━━ DATA EXTRACT ━━

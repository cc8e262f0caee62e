//! Cryptographic operations for Ethereum accounts.
//!
//! This module provides:
//! - Keccak-256 hashing
//! - secp256k1 keypairs and address derivation
//! - Recoverable ECDSA signatures (recovery id first)

mod address;
mod keypair;
mod signature;

pub use address::{Address, ADDRESS_LENGTH};
pub use keypair::{Keypair, PUBLIC_KEY_LENGTH, SECRET_KEY_LENGTH};
pub use signature::{Signature, SIGNATURE_LENGTH};

use tiny_keccak::{Hasher, Keccak};

use crate::error::AccountError;

/// Keccak-256 of arbitrary bytes (output 32 bytes).
pub fn keccak256(input: &[u8]) -> [u8; 32] {
    let mut hasher = Keccak::v256();
    hasher.update(input);
    let mut out = [0u8; 32];
    hasher.finalize(&mut out);
    out
}

/// Strips a single leading `0x` or `0X`, if present.
pub fn strip_hex_prefix(input: &str) -> &str {
    input
        .strip_prefix("0x")
        .or_else(|| input.strip_prefix("0X"))
        .unwrap_or(input)
}

/// Hex-decodes `input` after [`strip_hex_prefix`].
pub fn decode_hex(input: &str) -> Result<Vec<u8>, AccountError> {
    hex::decode(strip_hex_prefix(input)).map_err(|e| AccountError::InvalidHex(e.to_string()))
}
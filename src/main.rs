//! Ethereum account key CLI
//!
//! Usage:
//!   eth_account generate -n 3                       # Three fresh keypairs
//!   eth_account address -k <secret hex>             # Address of a secret key
//!   eth_account sign -k <secret hex> -m "hello"     # Recoverable signature
//!   eth_account recover -m "hello" -s <signature>   # Signer of a message

use std::process;

use clap::Parser;
use tracing_subscriber::{fmt, prelude::*, EnvFilter};

use eth_account::config::{Command, ConfigError};
use eth_account::crypto::decode_hex;
use eth_account::{
    account, generate_keypairs, AccountsFile, Address, Config, KeyProvider, Keypair, Signature,
    Wallet,
};

fn main() {
    let config = Config::parse();
    init_logging(&config);

    // Validate configuration
    if let Err(e) = config.validate() {
        eprintln!("Configuration error: {}", e);
        process::exit(1);
    }

    if let Err(e) = run(&config) {
        eprintln!("Error: {}", e);
        process::exit(1);
    }
}

fn init_logging(config: &Config) {
    let filter =
        EnvFilter::try_from_default_env().unwrap_or_else(|_| EnvFilter::new(config.log_level()));

    tracing_subscriber::registry()
        .with(fmt::layer().with_writer(std::io::stderr))
        .with(filter)
        .init();
}

fn run(config: &Config) -> Result<(), ConfigError> {
    match &config.command {
        Command::Generate { count } => {
            if let Some(workers) = config.workers {
                rayon::ThreadPoolBuilder::new()
                    .num_threads(workers)
                    .build_global()
                    .map_err(|e| ConfigError::InvalidInput(e.to_string()))?;
            }
            for keypair in generate_keypairs(*count) {
                print_keypair(&keypair);
            }
        }
        Command::Address { key, public_key } => {
            let address = match (key, public_key) {
                (Some(key), _) => *Keypair::from_hex(key)?.address(),
                (None, Some(public_key)) => {
                    let bytes = decode_hex(public_key)?;
                    Address::from_uncompressed(&bytes)?
                }
                (None, None) => {
                    return Err(ConfigError::InvalidInput(
                        "Either --key or --public-key is required".into(),
                    ))
                }
            };
            println!("{}", address);
        }
        Command::PublicKey { key } => {
            println!("{}", Keypair::from_hex(key)?.public_key_hex());
        }
        Command::Hash { message } => {
            println!("{}", hex::encode(account::hash_message(&message.bytes()?)));
        }
        Command::Sign { key, message } => {
            let keypair = Keypair::from_hex(key)?;
            println!("{}", keypair.sign(&message.bytes()?));
        }
        Command::Recover { message, signature } => {
            let signature = Signature::from_hex(signature)?;
            let public_key = account::recover_public_key(&message.bytes()?, &signature)?;
            println!("Public key: {}", hex::encode_upper(public_key.serialize_uncompressed()));
            println!("Address:    {}", Address::from_public_key(&public_key));
        }
        Command::Verify {
            message,
            signature,
            address,
        } => {
            let signature = Signature::from_hex(signature)?;
            let address: Address = address.parse()?;
            if account::verify(&message.bytes()?, &signature, &address)? {
                println!("valid");
            } else {
                println!("invalid");
                process::exit(2);
            }
        }
        Command::Accounts { file } => {
            let wallet = Wallet::new(AccountsFile::load(file)?.into_provider()?);
            for user in wallet.users() {
                println!("=== {} ===", user);
                println!("Address:    {}", wallet.address(&user)?);
                println!("Public Key: {}", wallet.public_key_hex(&user)?);
                println!();
            }
        }
        Command::WalletSign {
            file,
            user,
            message,
        } => {
            let wallet = Wallet::new(AccountsFile::load(file)?.into_provider()?);
            let signature = wallet.sign(user, &message.bytes()?)?;
            tracing::info!(accounts = wallet.provider().names().len(), "wallet loaded");
            println!("{}", signature);
        }
    }

    Ok(())
}

fn print_keypair(keypair: &Keypair) {
    println!("private key : {}", keypair.private_key_hex());
    println!("public key  : {}", hex::encode(keypair.public_key_bytes()));
    println!("address     : {}", keypair.address());
    println!();
}
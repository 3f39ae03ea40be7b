use anyhow::Result;
use tracing::Level;
use tracing_subscriber::fmt;

/// Logs go to stderr so the shell's own output stays readable; warnings are
/// always shown, `verbose` adds the request/detection trail.
pub fn init(verbose: bool) -> Result<()> {
    let level = if verbose { Level::DEBUG } else { Level::WARN };
    let _ = fmt()
        .with_max_level(level)
        .with_writer(std::io::stderr)
        .with_target(false)
        .with_level(true)
        .with_thread_ids(false)
        .with_thread_names(false)
        .try_init();
    Ok(())
}
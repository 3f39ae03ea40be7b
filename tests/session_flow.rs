use std::sync::{Arc, Mutex};
use std::time::Duration;

use aac_translator::{
    Gateway, ImageAttachment, LanguageCatalog, Provider, ProviderFuture, ProviderResponse,
    RenderedOutput, Settings, TranslationMode, TranslationSession,
};
use anyhow::anyhow;
use tokio::time::sleep;

/// Answers by looking at the system prompt, recording each user input.
#[derive(Clone, Default)]
struct ScriptedProvider {
    system: String,
    user: String,
    fail_generation: bool,
    calls: Arc<Mutex<Vec<String>>>,
}

impl ScriptedProvider {
    fn calls(&self) -> Vec<String> {
        self.calls.lock().unwrap().clone()
    }
}

impl Provider for ScriptedProvider {
    fn model(&self) -> &str {
        "scripted"
    }

    fn append_system_input(mut self, input: String) -> Self {
        self.system = input;
        self
    }

    fn append_user_input(mut self, input: String) -> Self {
        self.user = input;
        self
    }

    fn append_user_data(self, _data: ImageAttachment) -> Self {
        self
    }

    fn generate(self) -> ProviderFuture {
        Box::pin(async move {
            self.calls.lock().unwrap().push(self.user.clone());
            if self.system.contains("Identify the language") {
                return Ok(ProviderResponse::text("French"));
            }
            if self.fail_generation {
                return Err(anyhow!("service unavailable"));
            }
            if self.system.contains("AAC") {
                return Ok(ProviderResponse::text("I - want - water"));
            }
            Ok(ProviderResponse::text("Hello, how are you?"))
        })
    }
}

fn session(provider: ScriptedProvider) -> TranslationSession<ScriptedProvider> {
    let gateway = Gateway::new(provider, LanguageCatalog::load().unwrap());
    TranslationSession::new(gateway, &Settings::default())
}

#[tokio::test(start_paused = true)]
async fn detect_then_translate() {
    let provider = ScriptedProvider::default();
    let session = session(provider.clone());

    session.set_input_text("Bonjour, comment allez-vous?");
    session.generate().await;
    assert!(provider.calls().is_empty());

    sleep(Duration::from_millis(800)).await;
    assert_eq!(session.snapshot().source_lang, "fr");
    assert!(session.target_options().iter().all(|lang| lang.code != "fr"));

    session.generate().await;
    assert_eq!(
        session.rendered_output(),
        RenderedOutput::Text("Hello, how are you?".to_string())
    );
    assert_eq!(
        provider.calls(),
        vec!["Bonjour, comment allez-vous?", "Bonjour, comment allez-vous?"]
    );
}

#[tokio::test(start_paused = true)]
async fn aac_mode_produces_keyword_chips() {
    let session = session(ScriptedProvider::default());
    session.set_source_lang("en").unwrap();
    session.set_mode(TranslationMode::Aac);
    session.set_input_text("I would like a glass of water");
    session.generate().await;

    assert_eq!(
        session.rendered_output(),
        RenderedOutput::Keywords(vec![
            "I".to_string(),
            "want".to_string(),
            "water".to_string()
        ])
    );
}

#[tokio::test(start_paused = true)]
async fn gateway_failure_surfaces_as_error() {
    let provider = ScriptedProvider {
        fail_generation: true,
        ..ScriptedProvider::default()
    };
    let session = session(provider);
    session.set_source_lang("fr").unwrap();
    session.set_input_text("Bonjour, comment allez-vous?");
    session.generate().await;

    let state = session.snapshot();
    assert!(!state.is_loading);
    assert_eq!(state.output_text, "");
    assert!(state.error.is_some());
}

#[tokio::test(start_paused = true)]
async fn clearing_input_returns_to_auto() {
    let session = session(ScriptedProvider::default());
    session.set_source_lang("fr").unwrap();
    session.set_input_text("Bonjour");
    session.set_input_text("");
    assert_eq!(session.snapshot().source_lang, "auto");
}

━━━

Search the entries for the word "state", then list each line that holds it.

◆ **WRITTEN RESPONSE**
    let state = session.snapshot();
    assert!(!state.is_loading);
    assert_eq!(state.output_text, "");
    assert!(state.error.is_some());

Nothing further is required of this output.